Durant une phase de crise, plus que jamais, la seule manière de lutter contre la défiance, c’est la transparence de fait et l’authenticité. Les leaders doivent assumer leur responsabilité et donc leur parole, en tout objectivité. Et quand le discours ne suffit plus, ce sont les actes qui doivent convaincre. L’empathie est un levier puissant de la confiance accordée. Trop de leaders se rangent derrière des argumentations fleuves et rationnels. Or ce sont les émotions qui guident nos comportements et la confiance donnée. Enfin, la proximité, avec les employés d’abord mais aussi les clients, fait partie de ces seuls remèdes pour traverser la tempête. Car oui, après la crise, ce sera l’heure du bilan, du droit d’inventaire. Et celui-ci sera dur. Les comportements des leaders durant la crise, les décisions prises seront jugées à l’aune du set valeur de chacun. C’est pourquoi nous devons agir en responsable et non pas de manière opportuniste.

Le leadership, un pari audacieux

Le futur a toujours été un pari. Et il y a plein de manière de l’imaginer, de le penser, de le créer. C’est pour cela que la démarche stratégique est avant tout une volonté, un pari sur l’avenir. Des décisions objectivées, oui. Rationnelles ? Oui, mais pas que… Comme dans tout pari, il y a une conviction, une intuition qui guide le dirigeant. Celui qui prédit l’avenir dans cette période est futurologue, un gourou, un prédicateur, ou un idiot. Nous devons faire preuve d’humilité dans ce contexte inédit.

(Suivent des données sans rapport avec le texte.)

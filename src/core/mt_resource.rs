use std::sync::{Arc, RwLock, RwLockReadGuard, RwLockWriteGuard};

/// A thread-safe, reference-counted handle to a value behind a read-write lock.
///
/// Background jobs hold a clone of the handle of the sub-chunk they mesh for, so the sub-chunk
/// stays alive and addressable until the job is finalized, whatever happens to the renderer's
/// map in the meantime.
///
/// # Type Parameters
/// - `T`: The type of the contained resource, must be `Send + Sync`
///
/// # Examples
///
/// ## Basic Usage
/// ```
/// use sparse_voxel_engine::core::MtResource;
///
/// let counter = MtResource::new(0);
/// *counter.get_mut() += 1;
/// assert_eq!(*counter.get(), 1);
/// ```
///
/// ## Sharing Between Threads
/// ```
/// # use std::thread;
/// use sparse_voxel_engine::core::MtResource;
///
/// let counter = MtResource::new(0);
/// let counter_clone = counter.clone();
///
/// let handle = thread::spawn(move || {
///     *counter_clone.get_mut() += 1;
/// });
///
/// handle.join().unwrap();
/// assert_eq!(*counter.get(), 1);
/// assert_eq!(counter.handle_count(), 1);
/// ```
pub struct MtResource<T: Send + Sync> {
    pub resource: Arc<RwLock<T>>,
}

impl<T: Send + Sync + 'static> MtResource<T> {
    /// Creates a new `MtResource` containing the given value.
    pub fn new(resource: T) -> Self {
        Self {
            resource: Arc::new(RwLock::new(resource)),
        }
    }

    /// Returns a read-only guard that allows reading the contained value.
    ///
    /// # Panics
    /// Panics if the lock is poisoned.
    pub fn get(&self) -> RwLockReadGuard<'_, T> {
        self.resource.read().unwrap()
    }

    /// Returns a mutable guard that allows modifying the contained value.
    ///
    /// # Panics
    /// Panics if the lock is poisoned.
    pub fn get_mut(&self) -> RwLockWriteGuard<'_, T> {
        self.resource.write().unwrap()
    }

    /// Number of live handles to the value.
    pub fn handle_count(&self) -> usize {
        Arc::strong_count(&self.resource)
    }
}

impl<T: Send + Sync> Clone for MtResource<T> {
    fn clone(&self) -> Self {
        Self {
            resource: self.resource.clone(),
        }
    }
}

impl<T: Send + Sync + std::fmt::Debug> std::fmt::Debug for MtResource<T> {
    fn fmt(&self, f: &mut std::fmt::Formatter<'_>) -> std::fmt::Result {
        f.debug_struct("MtResource")
            .field("resource", &self.resource)
            .finish()
    }
}
//! # Voxel Storage and Queries
//!
//! Everything that knows where voxels are, independent of how they are drawn.
//!
//! ## Architecture
//!
//! * **Morton**: key encoding and the 32³ sub-chunk arithmetic built on it
//! * **Node**: the 12-byte voxel record and the six face directions
//! * **Octree**: the sorted sparse store with tombstone deletion
//! * **Collision**: point, box, ray and swept-box queries over any [`octree::VoxelIndex`]
//! * **Super-chunk / World**: partitioning of signed world space into 128³ stores
//! * **World generation**: noise-driven terrain fill
//!
//! ## Data Flow
//!
//! 1. The generator appends voxels to each super-chunk's store and sorts it once
//! 2. Edits go through [`world::World`], which routes them to the owning super-chunk
//! 3. The renderer reads sorted spans per sub-chunk and meshes them in the background
//!
//! ## Thread Safety
//!
//! Stores are plain owned data. Background jobs receive a copy of a sub-chunk's records, so the
//! world is only ever touched from the main thread.

pub mod collision;
pub mod morton;
pub mod node;
pub mod octree;
pub mod super_chunk;
pub mod world;
pub mod world_generation;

La force des leaders, d’autant plus dans cette période, c’est l’art d’intéresser, de fédérer et d’engager autour de ce pari commun, d’un projet. Comme tout pari, il comporte une part de risque plus ou moins grande, et une part de gain possible plus ou moins élevée.

Personne ne sait de quoi l’avenir sera fait. Mais nous avons tous une petite idée de ce que nous aimons faire et avec qui nous voulons le faire. C’est cela le rôle d’un leader : donner du sens, visualiser la trajectoire, construire des hypothèses, prendre des options, décider et en assumer pleinement la responsabilité. Tout reste à faire.